12.7 Common issues with parameter and data value handling

There are some issues involving parameters and data values that are common across all the different approaches provided by the Spring JDBC Framework.

12.7.1 Providing SQL type information for parameters

Most of the time Spring will assume the SQL type of the parameters based on the type of parameter passed in. It is possible to explicitly provide the SQL type to be used when setting parameter values. This is sometimes necessary to correctly set NULL values.

There are a few different ways this can be accomplished:

  • Many of the update and query methods of the JdbcTemplate take an additional parameter in the form of an int array. This array should contain the SQL type using constant values from the java.sql.Types class. There must be one entry for each parameter.
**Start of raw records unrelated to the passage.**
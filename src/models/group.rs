//! Group and membership models

use serde::{Deserialize, Serialize};
use chrono::{DateTime, Utc};
use sqlx::FromRow;

#[derive(Debug, Clone, Copy, PartialEq, Eq, Serialize, Deserialize, sqlx::Type)]
#[sqlx(type_name = "group_status", rename_all = "lowercase")]
#[serde(rename_all = "lowercase")]
pub enum GroupStatus {
    Active,
    Inactive,
}

#[derive(Debug, Clone, Copy, PartialEq, Eq, Serialize, Deserialize, sqlx::Type)]
#[sqlx(type_name = "member_status", rename_all = "lowercase")]
#[serde(rename_all = "lowercase")]
pub enum MemberStatus {
    Active,
    Inactive,
}

/// A named roster of users billed to one administrator
#[derive(Debug, Clone, Serialize, Deserialize, FromRow)]
pub struct Group {
    pub id: i64,
    pub name: String,
    pub admin_user_id: i64,
    pub status: GroupStatus,
    pub created_at: DateTime<Utc>,
    pub updated_at: DateTime<Utc>,
}

impl Group {
    pub fn is_active(&self) -> bool {
        self.status == GroupStatus::Active
    }
}

#[derive(Debug, Clone, Serialize, Deserialize, FromRow)]
pub struct GroupMember {
    pub id: i64,
    pub group_id: i64,
    pub user_id: i64,
    pub added_by: i64,
    pub added_at: DateTime<Utc>,
    pub status: MemberStatus,
}

#[derive(Debug, Clone, Serialize, Deserialize)]
pub struct CreateGroupRequest {
    pub name: String,
    pub admin_user_id: i64,
}

#[derive(Debug, Clone, Serialize, Deserialize)]
pub struct AddMemberRequest {
    pub group_id: i64,
    pub user_id: i64,
    pub added_by: i64,
}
  • You can wrap the parameter value that needs this additional information using the SqlParameterValue class. Create a new instance for each value and pass in the SQL type and parameter value in the constructor. You can also provide an optional scale parameter for numeric values.

  • For methods working with named parameters, you can use the SqlParameterSource classes BeanPropertySqlParameterSource or MapSqlParameterSource. They both have methods for registering the SQL type for any of the named parameter values.
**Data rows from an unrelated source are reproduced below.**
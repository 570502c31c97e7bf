//! Database repositories module
//!
//! This module contains all repository implementations for data access

pub mod group;
pub mod enrollment;
pub mod invoice;

// Re-export repositories
pub use group::GroupRepository;
pub use enrollment::EnrollmentRepository;
pub use invoice::InvoiceRepository;
//! Invoice repository implementation

use sqlx::PgPool;
use chrono::Utc;
use crate::models::invoice::{Invoice, InvoiceStatus, CreateInvoiceRequest};
use crate::utils::errors::GroupBillingError;

#[derive(Debug, Clone)]
pub struct InvoiceRepository {
    pool: PgPool,
}

impl InvoiceRepository {
    pub fn new(pool: PgPool) -> Self {
        Self { pool }
    }

    /// Insert an invoice and, when an order is given, link the invoiced
    /// enrollments to that order.
    ///
    /// Both happen in one transaction. If any enrollment was linked by
    /// someone else in the meantime nothing is written.
    pub async fn create_and_link(&self, request: CreateInvoiceRequest) -> Result<Invoice, GroupBillingError> {
        let now = Utc::now();
        let (status, paid_date) = match request.order_id {
            Some(_) => (InvoiceStatus::Paid, Some(now)),
            None => (InvoiceStatus::Pending, None),
        };

        let mut tx = self.pool.begin().await?;

        let invoice = sqlx::query_as::<_, Invoice>(
            r#"
            INSERT INTO group_invoices (group_id, order_id, total_amount, status, invoice_date, paid_date, notes)
            VALUES ($1, $2, $3, $4, $5, $6, $7)
            RETURNING id, group_id, order_id, total_amount, status, invoice_date, paid_date, notes
            "#
        )
        .bind(request.group_id)
        .bind(request.order_id)
        .bind(request.total_amount)
        .bind(status)
        .bind(now)
        .bind(paid_date)
        .bind(request.notes)
        .fetch_one(&mut *tx)
        .await?;

        if let Some(order_id) = request.order_id {
            let linked = sqlx::query(
                r#"
                UPDATE group_enrollments
                SET order_id = $1
                WHERE id = ANY($2) AND group_id = $3 AND order_id IS NULL AND status = 'active'
                "#
            )
            .bind(order_id)
            .bind(&request.enrollment_ids)
            .bind(request.group_id)
            .execute(&mut *tx)
            .await?
            .rows_affected();

            if linked != request.enrollment_ids.len() as u64 {
                tx.rollback().await?;
                return Err(GroupBillingError::Duplicate(
                    "Some enrollments were already settled by another order.".to_string()
                ));
            }
        }

        tx.commit().await?;
        Ok(invoice)
    }

    /// Find invoice by ID
    pub async fn find_by_id(&self, id: i64) -> Result<Option<Invoice>, GroupBillingError> {
        let invoice = sqlx::query_as::<_, Invoice>(
            "SELECT id, group_id, order_id, total_amount, status, invoice_date, paid_date, notes FROM group_invoices WHERE id = $1"
        )
        .bind(id)
        .fetch_optional(&self.pool)
        .await?;

        Ok(invoice)
    }

    /// Invoices of a group, newest first
    pub async fn list_for_group(&self, group_id: i64) -> Result<Vec<Invoice>, GroupBillingError> {
        let invoices = sqlx::query_as::<_, Invoice>(
            "SELECT id, group_id, order_id, total_amount, status, invoice_date, paid_date, notes FROM group_invoices WHERE group_id = $1 ORDER BY invoice_date DESC, id DESC"
        )
        .bind(group_id)
        .fetch_all(&self.pool)
        .await?;

        Ok(invoices)
    }

    /// Mark invoice as paid, optionally recording the settling order
    pub async fn mark_paid(&self, id: i64, order_id: Option<i64>) -> Result<Option<Invoice>, GroupBillingError> {
        let invoice = sqlx::query_as::<_, Invoice>(
            r#"
            UPDATE group_invoices
            SET status = $2,
                paid_date = $3,
                order_id = COALESCE($4, order_id)
            WHERE id = $1
            RETURNING id, group_id, order_id, total_amount, status, invoice_date, paid_date, notes
            "#
        )
        .bind(id)
        .bind(InvoiceStatus::Paid)
        .bind(Utc::now())
        .bind(order_id)
        .fetch_optional(&self.pool)
        .await?;

        Ok(invoice)
    }
}
//! Group Billing
//!
//! Group administration and deferred invoicing for course enrollments.
//! A group administrator manages a roster of members, enrolls them in paid
//! courses and settles the accumulated running total in one checkout.
//! This library provides the registry, enrollment ledger, invoice ledger and
//! checkout reconciliation on top of the host platform's storefront,
//! learning platform and identity system.

pub mod config;
pub mod handlers;
pub mod services;
pub mod models;
pub mod database;
pub mod utils;

// Re-export commonly used types
pub use config::Settings;
pub use utils::errors::{GroupBillingError, Result};

// Re-export main components for easy access
pub use database::DatabaseService;
pub use services::{Providers, ServiceFactory};
pub use handlers::{ActionResponse, RequestContext};

/// Library version
pub const VERSION: &str = env!("CARGO_PKG_VERSION");

/// Library name
pub const NAME: &str = env!("CARGO_PKG_NAME");

/// Get library information
pub fn info() -> String {
    format!("{} v{}", NAME, VERSION)
}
12.7.2 Handling BLOB and CLOB objects

You can store images and other binary objects as well and large chunks of text. These large object are called BLOB for binary data and CLOB for character data. Spring lets you handle these large objects using the JdbcTemplate directly and also when using the higher abstractions provided by RDBMS Objects and the SimpleJdbc classes. All of these approaches use an implementation of the LobHandler interface for the actual management of the LOB data. The LobHandler provides access to a LobCreator, via the getLobCreator method, for creating new LOB objects to be inserted.
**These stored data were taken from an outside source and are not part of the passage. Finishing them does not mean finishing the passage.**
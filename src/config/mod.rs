//! Configuration management module
//!
//! This module handles loading and validation of application configuration
//! from TOML files and environment variables.

pub mod settings;
pub mod validation;

pub use settings::{Settings, DatabaseConfig, HostConfig, AuthConfig, EnrollmentConfig, SearchConfig, LoggingConfig};
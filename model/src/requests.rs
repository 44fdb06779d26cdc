//! Request payloads carried inside envelopes

use serde::{Deserialize, Serialize};

use crate::Epoch;

#[derive(Debug, Clone, Default, PartialEq, Serialize, Deserialize)]
pub struct ResolveRequest {
    #[serde(default)]
    pub text: String,
}

#[derive(Debug, Clone, Default, PartialEq, Serialize, Deserialize)]
#[serde(rename_all = "camelCase")]
pub struct SearchRequest {
    #[serde(default)]
    pub text: String,
    /// Empty selects every registered provider
    #[serde(default)]
    pub provider_ids: Vec<String>,
    /// Absent or 0 starts a new epoch
    #[serde(default)]
    pub epoch: Epoch,
}

#[derive(Debug, Clone, PartialEq, Serialize, Deserialize)]
#[serde(rename_all = "camelCase")]
pub struct PreviewRequest {
    pub provider_id: String,
    pub key: String,
    #[serde(default)]
    pub epoch: Epoch,
}

#[derive(Debug, Clone, PartialEq, Serialize, Deserialize)]
#[serde(rename_all = "camelCase")]
pub struct ExecuteRequest {
    pub provider_id: String,
    #[serde(alias = "action")]
    pub action_id: String,
    pub key: String,
}

#[derive(Debug, Clone, Copy, Default, PartialEq, Serialize, Deserialize)]
pub struct CancelRequest {
    #[serde(default)]
    pub epoch: Epoch,
}
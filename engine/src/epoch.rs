//! EpochManager - issues search-session epochs
//!
//! The current epoch is the only piece of engine state that every delivery
//! consults, so it lives in a single atomic.

use std::sync::atomic::{AtomicU64, Ordering};

use lancea_model::Epoch;
use tracing::debug;

/// Monotonic epoch clock owned by the engine root
///
/// Starts with no current epoch (`Epoch::NONE`); the first call to
/// [`EpochManager::new_epoch`] returns 1.
#[derive(Debug, Default)]
pub struct EpochManager {
    current: AtomicU64,
}

impl EpochManager {
    pub fn new() -> Self {
        Self::default()
    }

    /// Advance to a fresh epoch, superseding every earlier one
    pub fn new_epoch(&self) -> Epoch {
        let epoch = Epoch(self.current.fetch_add(1, Ordering::AcqRel) + 1);
        debug!(%epoch, "EpochManager::new_epoch");
        epoch
    }

    pub fn current(&self) -> Epoch {
        Epoch(self.current.load(Ordering::Acquire))
    }

    pub fn is_current(&self, epoch: Epoch) -> bool {
        !epoch.is_none() && self.current.load(Ordering::Acquire) == epoch.get()
    }

    /// True when `epoch` was issued and has since been replaced
    pub fn is_superseded(&self, epoch: Epoch) -> bool {
        !epoch.is_none() && epoch.get() < self.current.load(Ordering::Acquire)
    }
}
The LobCreator/LobHandler provides the following support for LOB in- and output:

  • BLOB

    • byte[] – getBlobAsBytes and setBlobAsBytes

    • InputStream – getBlobAsBinaryStream and setBlobAsBinaryStream

  • CLOB

    • String – getClobAsString and setClobAsString

    • InputStream – getClobAsAsciiStream and setClobAsAsciiStream

    • Reader – getClobAsCharacterStream and setClobAsCharacterStream

We will now show an example of how to create and insert a BLOB. We will later see how to read it back from the database.

This example uses a JdbcTemplate and an implementation of the AbstractLobCreatingPreparedStatementCallback. There is one method that must be implemented and it is "setValues". In this method you will be provided with a LobCreator that can be used to set the values for the LOB columns in your SQL insert statement.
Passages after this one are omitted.